Each record that follows must be reproduced exactly.

Saved data entries:
-*-

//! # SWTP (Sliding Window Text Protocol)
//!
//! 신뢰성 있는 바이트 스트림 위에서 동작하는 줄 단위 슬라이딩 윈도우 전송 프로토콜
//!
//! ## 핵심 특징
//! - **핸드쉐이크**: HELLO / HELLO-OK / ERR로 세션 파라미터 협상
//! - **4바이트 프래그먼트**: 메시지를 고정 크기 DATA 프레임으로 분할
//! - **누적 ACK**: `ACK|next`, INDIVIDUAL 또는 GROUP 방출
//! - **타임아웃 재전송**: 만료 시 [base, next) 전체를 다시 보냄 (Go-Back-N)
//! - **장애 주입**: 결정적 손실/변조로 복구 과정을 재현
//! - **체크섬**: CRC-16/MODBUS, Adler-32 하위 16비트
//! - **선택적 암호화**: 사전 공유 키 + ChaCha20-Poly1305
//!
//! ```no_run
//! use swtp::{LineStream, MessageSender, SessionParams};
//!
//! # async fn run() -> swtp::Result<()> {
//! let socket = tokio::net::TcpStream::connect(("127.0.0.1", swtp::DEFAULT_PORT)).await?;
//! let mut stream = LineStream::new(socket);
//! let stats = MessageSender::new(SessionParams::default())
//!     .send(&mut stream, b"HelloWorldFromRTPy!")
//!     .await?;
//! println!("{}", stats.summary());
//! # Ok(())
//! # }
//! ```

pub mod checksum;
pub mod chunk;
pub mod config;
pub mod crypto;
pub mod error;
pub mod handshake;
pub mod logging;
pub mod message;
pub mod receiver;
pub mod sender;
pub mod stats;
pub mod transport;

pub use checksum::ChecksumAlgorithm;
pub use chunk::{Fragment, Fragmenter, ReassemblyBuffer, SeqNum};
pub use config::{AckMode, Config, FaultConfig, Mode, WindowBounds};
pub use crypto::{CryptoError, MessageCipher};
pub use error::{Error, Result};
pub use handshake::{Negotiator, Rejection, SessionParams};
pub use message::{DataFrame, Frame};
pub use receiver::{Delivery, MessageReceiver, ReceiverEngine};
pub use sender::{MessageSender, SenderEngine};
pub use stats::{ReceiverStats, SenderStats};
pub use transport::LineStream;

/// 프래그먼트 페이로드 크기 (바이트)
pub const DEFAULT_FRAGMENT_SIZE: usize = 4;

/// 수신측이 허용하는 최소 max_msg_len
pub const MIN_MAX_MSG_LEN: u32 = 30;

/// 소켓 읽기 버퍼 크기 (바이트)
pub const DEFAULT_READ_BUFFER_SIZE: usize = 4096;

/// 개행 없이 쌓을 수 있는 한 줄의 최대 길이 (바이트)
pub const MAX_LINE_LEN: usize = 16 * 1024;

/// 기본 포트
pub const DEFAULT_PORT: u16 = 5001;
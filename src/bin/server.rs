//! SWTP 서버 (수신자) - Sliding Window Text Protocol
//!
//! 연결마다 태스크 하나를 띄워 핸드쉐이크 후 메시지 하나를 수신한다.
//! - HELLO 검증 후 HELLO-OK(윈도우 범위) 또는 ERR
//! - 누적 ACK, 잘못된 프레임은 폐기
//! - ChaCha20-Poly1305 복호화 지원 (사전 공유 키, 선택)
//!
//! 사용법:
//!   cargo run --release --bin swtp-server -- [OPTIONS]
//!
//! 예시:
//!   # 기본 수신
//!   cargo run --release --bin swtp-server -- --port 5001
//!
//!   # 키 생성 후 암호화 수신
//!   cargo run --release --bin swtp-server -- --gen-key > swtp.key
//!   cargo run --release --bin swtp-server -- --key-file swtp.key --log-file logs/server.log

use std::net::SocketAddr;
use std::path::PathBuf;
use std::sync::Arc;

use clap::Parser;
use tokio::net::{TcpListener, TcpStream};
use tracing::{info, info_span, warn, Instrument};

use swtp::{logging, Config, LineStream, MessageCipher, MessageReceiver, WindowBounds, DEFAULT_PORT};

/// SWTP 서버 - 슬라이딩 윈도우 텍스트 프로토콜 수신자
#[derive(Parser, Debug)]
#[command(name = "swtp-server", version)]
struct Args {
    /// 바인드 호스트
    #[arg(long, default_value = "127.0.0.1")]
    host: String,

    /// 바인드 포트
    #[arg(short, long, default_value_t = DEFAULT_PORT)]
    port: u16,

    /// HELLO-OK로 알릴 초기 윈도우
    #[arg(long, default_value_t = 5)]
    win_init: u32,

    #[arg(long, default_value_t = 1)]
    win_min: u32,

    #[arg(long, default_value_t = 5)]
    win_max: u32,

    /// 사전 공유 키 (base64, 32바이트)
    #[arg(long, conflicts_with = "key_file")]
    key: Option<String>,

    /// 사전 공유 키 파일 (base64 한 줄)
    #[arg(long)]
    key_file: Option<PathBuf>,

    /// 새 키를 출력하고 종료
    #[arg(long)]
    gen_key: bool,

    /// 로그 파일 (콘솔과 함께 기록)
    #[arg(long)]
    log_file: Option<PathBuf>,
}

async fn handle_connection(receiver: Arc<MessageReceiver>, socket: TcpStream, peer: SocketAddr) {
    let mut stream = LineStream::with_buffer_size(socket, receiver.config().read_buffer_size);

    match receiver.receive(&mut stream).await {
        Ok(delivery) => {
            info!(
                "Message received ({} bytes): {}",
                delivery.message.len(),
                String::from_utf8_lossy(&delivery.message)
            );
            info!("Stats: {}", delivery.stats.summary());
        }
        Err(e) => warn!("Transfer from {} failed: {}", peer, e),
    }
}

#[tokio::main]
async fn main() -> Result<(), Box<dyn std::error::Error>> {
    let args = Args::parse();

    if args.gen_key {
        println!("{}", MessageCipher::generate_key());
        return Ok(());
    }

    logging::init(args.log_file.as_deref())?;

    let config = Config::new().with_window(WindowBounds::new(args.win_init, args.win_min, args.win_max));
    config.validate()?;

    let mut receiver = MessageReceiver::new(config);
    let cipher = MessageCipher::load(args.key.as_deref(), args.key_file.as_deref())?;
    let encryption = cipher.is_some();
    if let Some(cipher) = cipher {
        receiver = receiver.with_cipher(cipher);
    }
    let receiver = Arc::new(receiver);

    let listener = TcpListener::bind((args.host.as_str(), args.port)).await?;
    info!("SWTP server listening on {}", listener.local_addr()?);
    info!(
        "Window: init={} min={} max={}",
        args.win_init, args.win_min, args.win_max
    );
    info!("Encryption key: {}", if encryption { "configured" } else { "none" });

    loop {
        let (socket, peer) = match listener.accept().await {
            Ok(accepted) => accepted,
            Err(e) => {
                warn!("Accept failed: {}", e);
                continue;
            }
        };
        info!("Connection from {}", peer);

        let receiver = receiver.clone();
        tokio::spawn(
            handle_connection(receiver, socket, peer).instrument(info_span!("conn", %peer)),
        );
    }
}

-*-

**SOLUTION FOR THIS TASK**.
//! # SWTP (Sliding Window Text Protocol)
//!
//! 신뢰성 있는 바이트 스트림 위에서 동작하는 줄 단위 슬라이딩 윈도우 전송 프로토콜
//!
//! ## 핵심 특징
//! - **핸드쉐이크**: HELLO / HELLO-OK / ERR로 세션 파라미터 협상
//! - **4바이트 프래그먼트**: 메시지를 고정 크기 DATA 프레임으로 분할
//! - **누적 ACK**: `ACK|next`, INDIVIDUAL 또는 GROUP 방출
//! - **타임아웃 재전송**: 만료 시 [base, next) 전체를 다시 보냄 (Go-Back-N)
//! - **장애 주입**: 결정적 손실/변조로 복구 과정을 재현
//! - **체크섬**: CRC-16/MODBUS, Adler-32 하위 16비트
//! - **선택적 암호화**: 사전 공유 키 + ChaCha20-Poly1305
//!
//! ```no_run
//! use swtp::{LineStream, MessageSender, SessionParams};
//!
//! # async fn run() -> swtp::Result<()> {
//! let socket = tokio::net::TcpStream::connect(("127.0.0.1", swtp::DEFAULT_PORT)).await?;
//! let mut stream = LineStream::new(socket);
//! let stats = MessageSender::new(SessionParams::default())
//!     .send(&mut stream, b"HelloWorldFromRTPy!")
//!     .await?;
//! println!("{}", stats.summary());
//! # Ok(())
//! # }
//! ```

pub mod checksum;
pub mod chunk;
pub mod config;
pub mod crypto;
pub mod error;
pub mod handshake;
pub mod logging;
pub mod message;
pub mod receiver;
pub mod sender;
pub mod stats;
pub mod transport;

pub use checksum::ChecksumAlgorithm;
pub use chunk::{Fragment, Fragmenter, ReassemblyBuffer, SeqNum};
pub use config::{AckMode, Config, FaultConfig, Mode, WindowBounds};
pub use crypto::{CryptoError, MessageCipher};
pub use error::{Error, Result};
pub use handshake::{Negotiator, Rejection, SessionParams};
pub use message::{DataFrame, Frame};
pub use receiver::{Delivery, MessageReceiver, ReceiverEngine};
pub use sender::{MessageSender, SenderEngine};
pub use stats::{ReceiverStats, SenderStats};
pub use transport::LineStream;

/// 프래그먼트 페이로드 크기 (바이트)
pub const DEFAULT_FRAGMENT_SIZE: usize = 4;

/// 수신측이 허용하는 최소 max_msg_len
pub const MIN_MAX_MSG_LEN: u32 = 30;

/// 소켓 읽기 버퍼 크기 (바이트)
pub const DEFAULT_READ_BUFFER_SIZE: usize = 4096;

/// 개행 없이 쌓을 수 있는 한 줄의 최대 길이 (바이트)
pub const MAX_LINE_LEN: usize = 16 * 1024;

/// 기본 포트
pub const DEFAULT_PORT: u16 = 5001;
filename src/bin/server.rs
//! SWTP 서버 (수신자) - Sliding Window Text Protocol
//!
//! 연결마다 태스크 하나를 띄워 핸드쉐이크 후 메시지 하나를 수신한다.
//! - HELLO 검증 후 HELLO-OK(윈도우 범위) 또는 ERR
//! - 누적 ACK, 잘못된 프레임은 폐기
//! - ChaCha20-Poly1305 복호화 지원 (사전 공유 키, 선택)
//!
//! 사용법:
//!   cargo run --release --bin swtp-server -- [OPTIONS]
//!
//! 예시:
//!   # 기본 수신
//!   cargo run --release --bin swtp-server -- --port 5001
//!
//!   # 키 생성 후 암호화 수신
//!   cargo run --release --bin swtp-server -- --gen-key > swtp.key
//!   cargo run --release --bin swtp-server -- --key-file swtp.key --log-file logs/server.log

use std::net::SocketAddr;
use std::path::PathBuf;
use std::sync::Arc;

use clap::Parser;
use tokio::net::{TcpListener, TcpStream};
use tracing::{info, info_span, warn, Instrument};

use swtp::{logging, Config, LineStream, MessageCipher, MessageReceiver, WindowBounds, DEFAULT_PORT};

/// SWTP 서버 - 슬라이딩 윈도우 텍스트 프로토콜 수신자
#[derive(Parser, Debug)]
#[command(name = "swtp-server", version)]
struct Args {
    /// 바인드 호스트
    #[arg(long, default_value = "127.0.0.1")]
    host: String,

    /// 바인드 포트
    #[arg(short, long, default_value_t = DEFAULT_PORT)]
    port: u16,

    /// HELLO-OK로 알릴 초기 윈도우
    #[arg(long, default_value_t = 5)]
    win_init: u32,

    #[arg(long, default_value_t = 1)]
    win_min: u32,

    #[arg(long, default_value_t = 5)]
    win_max: u32,

    /// 사전 공유 키 (base64, 32바이트)
    #[arg(long, conflicts_with = "key_file")]
    key: Option<String>,

    /// 사전 공유 키 파일 (base64 한 줄)
    #[arg(long)]
    key_file: Option<PathBuf>,

    /// 새 키를 출력하고 종료
    #[arg(long)]
    gen_key: bool,

    /// 로그 파일 (콘솔과 함께 기록)
    #[arg(long)]
    log_file: Option<PathBuf>,
}

async fn handle_connection(receiver: Arc<MessageReceiver>, socket: TcpStream, peer: SocketAddr) {
    let mut stream = LineStream::with_buffer_size(socket, receiver.config().read_buffer_size);

    match receiver.receive(&mut stream).await {
        Ok(delivery) => {
            info!(
                "Message received ({} bytes): {}",
                delivery.message.len(),
                String::from_utf8_lossy(&delivery.message)
            );
            info!("Stats: {}", delivery.stats.summary());
        }
        Err(e) => warn!("Transfer from {} failed: {}", peer, e),
    }
}

#[tokio::main]
async fn main() -> Result<(), Box<dyn std::error::Error>> {
    let args = Args::parse();

    if args.gen_key {
        println!("{}", MessageCipher::generate_key());
        return Ok(());
    }

    logging::init(args.log_file.as_deref())?;

    let config = Config::new().with_window(WindowBounds::new(args.win_init, args.win_min, args.win_max));
    config.validate()?;

    let mut receiver = MessageReceiver::new(config);
    let cipher = MessageCipher::load(args.key.as_deref(), args.key_file.as_deref())?;
    let encryption = cipher.is_some();
    if let Some(cipher) = cipher {
        receiver = receiver.with_cipher(cipher);
    }
    let receiver = Arc::new(receiver);

    let listener = TcpListener::bind((args.host.as_str(), args.port)).await?;
    info!("SWTP server listening on {}", listener.local_addr()?);
    info!(
        "Window: init={} min={} max={}",
        args.win_init, args.win_min, args.win_max
    );
    info!("Encryption key: {}", if encryption { "configured" } else { "none" });

    loop {
        let (socket, peer) = match listener.accept().await {
            Ok(accepted) => accepted,
            Err(e) => {
                warn!("Accept failed: {}", e);
                continue;
            }
        };
        info!("Connection from {}", peer);

        let receiver = receiver.clone();
        tokio::spawn(
            handle_connection(receiver, socket, peer).instrument(info_span!("conn", %peer)),
        );
    }
}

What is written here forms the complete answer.